# why are halogens considered deactivating groups while methoxyl groups are activating?

Something's wrong with how I think of this:

methoxyl has the partial negative charge on oxygen which means it's activating. However, halogens are more electronegative yet they're considered deactivating. Why?

On my lecture notes, I have one section that says "if Q is an electron withdrawing group then attack on the ring is slowed because this leads to additional positive charge on the ring".

While another section says "all meta directing groups have either a partial or full positive charge on the atom directly attached to the aromatic ring."

• Methoxy not methoxyl Jan 28 '16 at 23:03
• methoxyl has the partial negative charge on oxygen which means it's activating. Where did you get this idea from? Having a partial negative charge on oxygen has nothing to do with methoxy groups being activating.
– bon
Jan 29 '16 at 10:34

Halogens are considered deactivating groups due to the inductive effects of their overwhelming electronegativity withdrawing electrons away from the ring, thus slowing the overall reaction.
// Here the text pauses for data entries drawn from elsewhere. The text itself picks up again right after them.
//! Output formatting for assessment reports and configuration
//!
//! JSON and YAML serialise the finished `Job` as-is; the human format is a
//! terminal summary.
//!
//! # Example
//!
//! ```ignore
//! use dentscan::cli::output::{OutputFormat, OutputFormatter};
//!
//! let formatter = OutputFormatter::new(OutputFormat::Json);
//! println!("{}", formatter.format_report(&job)?);
//! ```

use anyhow::{Context, Result};
use std::collections::BTreeMap;
use std::fmt::Write as _;

use crate::config::DentscanConfig;
use crate::domain::{CanonicalDamagePart, Job, JobStatus};

const RULE: &str = "\u{2501}\u{2501}\u{2501}\u{2501}\u{2501}\u{2501}\u{2501}\u{2501}\u{2501}\u{2501}\u{2501}\u{2501}\u{2501}\u{2501}\u{2501}\u{2501}\u{2501}\u{2501}\u{2501}\u{2501}\u{2501}\u{2501}\u{2501}\u{2501}\u{2501}\u{2501}\u{2501}\u{2501}\u{2501}\u{2501}\u{2501}\u{2501}\u{2501}\u{2501}\u{2501}\u{2501}\u{2501}\u{2501}\u{2501}\u{2501}\u{2501}\u{2501}";

#[derive(Debug, Clone, Copy, PartialEq, Eq)]
pub enum OutputFormat {
    Json,
    Yaml,
    Human,
}

pub struct OutputFormatter {
    format: OutputFormat,
}

impl OutputFormatter {
    pub fn new(format: OutputFormat) -> Self {
        Self { format }
    }

    pub fn format_report(&self, job: &Job) -> Result<String> {
        match self.format {
            OutputFormat::Json => {
                serde_json::to_string_pretty(job).context("Failed to serialize report to JSON")
            }
            OutputFormat::Yaml => {
                serde_yaml::to_string(job).context("Failed to serialize report to YAML")
            }
            OutputFormat::Human => Ok(self.format_report_human(job)),
        }
    }

    pub fn format_config(&self, config: &DentscanConfig) -> Result<String> {
        // Sorted keys keep the output stable between runs.
        let map: BTreeMap<String, String> = config.to_display_map().into_iter().collect();
        match self.format {
            OutputFormat::Json => {
                serde_json::to_string_pretty(&map).context("Failed to serialize config to JSON")
            }
            OutputFormat::Yaml => {
                serde_yaml::to_string(&map).context("Failed to serialize config to YAML")
            }
            OutputFormat::Human => Ok(config.to_string()),
        }
    }

    fn format_report_human(&self, job: &Job) -> String {
        let mut out = String::new();

        let header = match job.status {
            JobStatus::Completed => "\u{2713} Damage Assessment",
            JobStatus::FailedPartial => "\u{26A0} Damage Assessment (Partial)",
            _ => "\u{2717} Damage Assessment (Failed)",
        };
        let _ = writeln!(out, "{}\n{}\n", header, RULE);

        let identity = &job.vehicle_identity;
        if identity.is_known() {
            let _ = writeln!(
                out,
                "Vehicle:   {} ({}% confidence, {} agreeing attempts)",
                identity,
                (identity.confidence * 100.0).round() as u32,
                identity.agreement_count
            );
        } else {
            let _ = writeln!(out, "Vehicle:   not identified");
        }
        let _ = writeln!(out, "Images:    {}", job.images.len());
        let _ = writeln!(out, "Status:    {}\n", job.status);

        if job.canonical_parts.is_empty() {
            out.push_str("No damaged parts reported.\n");
        } else {
            out.push_str("Damaged Parts:\n");
            let count = job.canonical_parts.len();
            for (i, part) in job.canonical_parts.iter().enumerate() {
                let connector = if i + 1 == count { "\u{2514}" } else { "\u{251C}" };
                let _ = writeln!(out, "{}\u{2500} {}", connector, describe_part(part));
            }
        }

        let totals = &job.totals;
        let _ = writeln!(
            out,
            "\nTotals: {} part(s), {} safety-critical, {:.1} labor h, {:.1} paint h",
            totals.part_count, totals.safety_critical_count, totals.labor_hours, totals.paint_hours
        );
        if let Some(cost) = &totals.cost {
            let _ = writeln!(out, "Estimated cost: {:.2} {}", cost.amount, cost.currency);
        }

        if let Some(summary) = &job.summary {
            let _ = writeln!(out, "\nSummary:\n{}", summary.executive_summary);
            if !summary.safety_highlights.is_empty() {
                out.push_str("\nSafety:\n");
                for highlight in &summary.safety_highlights {
                    let _ = writeln!(out, "  - {}", highlight);
                }
            }
            if !summary.repair_plan_overview.is_empty() {
                let _ = writeln!(out, "\nRepair plan:\n{}", summary.repair_plan_overview);
            }
        }

        if !job.warnings.is_empty() {
            out.push_str("\n\u{26A0} Warnings:\n");
            for warning in &job.warnings {
                let _ = writeln!(out, "  - {}", warning);
            }
        }

        if let Some(finished) = job.finished_at {
            let ms = (finished - job.created_at).num_milliseconds();
            let _ = writeln!(out, "\nProcessed in {}ms", ms);
        }

        out
    }
}

fn describe_part(part: &CanonicalDamagePart) -> String {
    let mut line = format!(
        "{} [{}] {} ({:.0}%, {} observation(s))",
        part.canonical_name,
        part.area,
        part.severity,
        part.confidence * 100.0,
        part.evidence_count
    );
    if part.safety_critical {
        line.push_str(" safety-critical");
    }
    if !part.classified {
        line.push_str(" unclassified");
    }
    if let Some(method) = &part.repair_method {
        let _ = write!(line, " - {}", method);
    }
    if let Some(cost) = &part.cost {
        let _ = write!(line, ", {:.2} {}", cost.amount, cost.currency);
    }
    line
}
However, halogens are also able to donate one of their lone pars to the ring through resonance which is characteristic of activating groups. Thus the observance of ortho and para directing. Ultimately, halogens inductive effects will trump resonance due to their electronegativity.

I forgot to add, that while oxygen can donate a lone pair through resonance it's electronegativity is not of the same magnitude as that of a halogen. So the alkoxy group would lead to a more electron rich aromatic system, thus it is a strong activator.
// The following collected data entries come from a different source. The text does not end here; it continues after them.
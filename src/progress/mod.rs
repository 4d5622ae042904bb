//! Status sink: progress events emitted by the orchestrator

mod channel;
mod handler;
mod logging;

pub use channel::ChannelHandler;
pub use handler::{NoOpHandler, ProgressEvent, ProgressHandler};
pub use logging::LoggingHandler;
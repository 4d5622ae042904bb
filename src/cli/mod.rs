pub mod commands;
pub mod handlers;
pub mod output;

pub use commands::{AssessArgs, CliArgs, Commands, ConfigArgs};
pub use output::{OutputFormat, OutputFormatter};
• Of the halogens, only fluorine is more electronegative than oxygen.
– ron
Jan 28 '16 at 3:19

Because fluorine has such a high electronegativity, its inductive withdrawing effect is much larger than any resonance electron-donating effect.

The other halogens have poor orbital overlap with the pi system of an aromatic ring, which precludes any appreciable resonance electron-donation (this is why you almost never see a C-X double bond). Therefore, their inductive capabilities lead to a net deactivation of the aromatic ring.

This is why an alkoxy group is more activating than a halogen. Oxygen does have a higher electronegativity than does chlorine, bromine or iodine. However, oxygen's orbital overlap with carbon allows it to more readily donate into the ring's pi system. The larger halogens aren't able to do this (to an appreciable extent).

All the good points been drawn, the electron withdrawing ability of oxygen is reduced by the I+ effect of the alky group of the alkoxide, thus all the more favouring electron donation to the aromatic ring.